======== MATERIAL FOR THE TASK
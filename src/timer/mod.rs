//! Delayed completion of work items.
//!
//! A [`TimerEngine`] owns one worker thread and a queue of pending
//! [`WorkItem`]s ordered by deadline. Each item completes exactly once,
//! either with [`Completion::Normal`] when its deadline passes or with
//! [`Completion::Cancelled`] when it is cancelled or the engine stops.
//!
//! ```
//! use std::time::Duration;
//! use spindle::timer::{Completion, TimerEngine, WorkItem};
//!
//! let engine = TimerEngine::start().unwrap();
//! let (item, waiter) = WorkItem::waitable();
//! engine.delay(Duration::from_millis(20), item);
//! assert_eq!(waiter.wait(), Completion::Normal);
//! ```

mod engine;
mod event;
mod item;

pub use engine::{TimerConfig, TimerEngine, TimerToken};
pub use event::Event;
pub use item::{Completion, Waiter, WorkItem};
================
- **AIM OF THE EXERCISE**: Starting at the line that contains "passes or with", restate word for word every line through the last one in the records above. Return nothing else.

- **RESULT OF THIS TASK**:
//! either with [`Completion::Normal`] when its deadline passes or with
//! [`Completion::Cancelled`] when it is cancelled or the engine stops.
//!
//! ```
//! use std::time::Duration;
//! use spindle::timer::{Completion, TimerEngine, WorkItem};
//!
//! let engine = TimerEngine::start().unwrap();
//! let (item, waiter) = WorkItem::waitable();
//! engine.delay(Duration::from_millis(20), item);
//! assert_eq!(waiter.wait(), Completion::Normal);
//! ```

mod engine;
mod event;
mod item;

pub use engine::{TimerConfig, TimerEngine, TimerToken};
pub use event::Event;
pub use item::{Completion, Waiter, WorkItem};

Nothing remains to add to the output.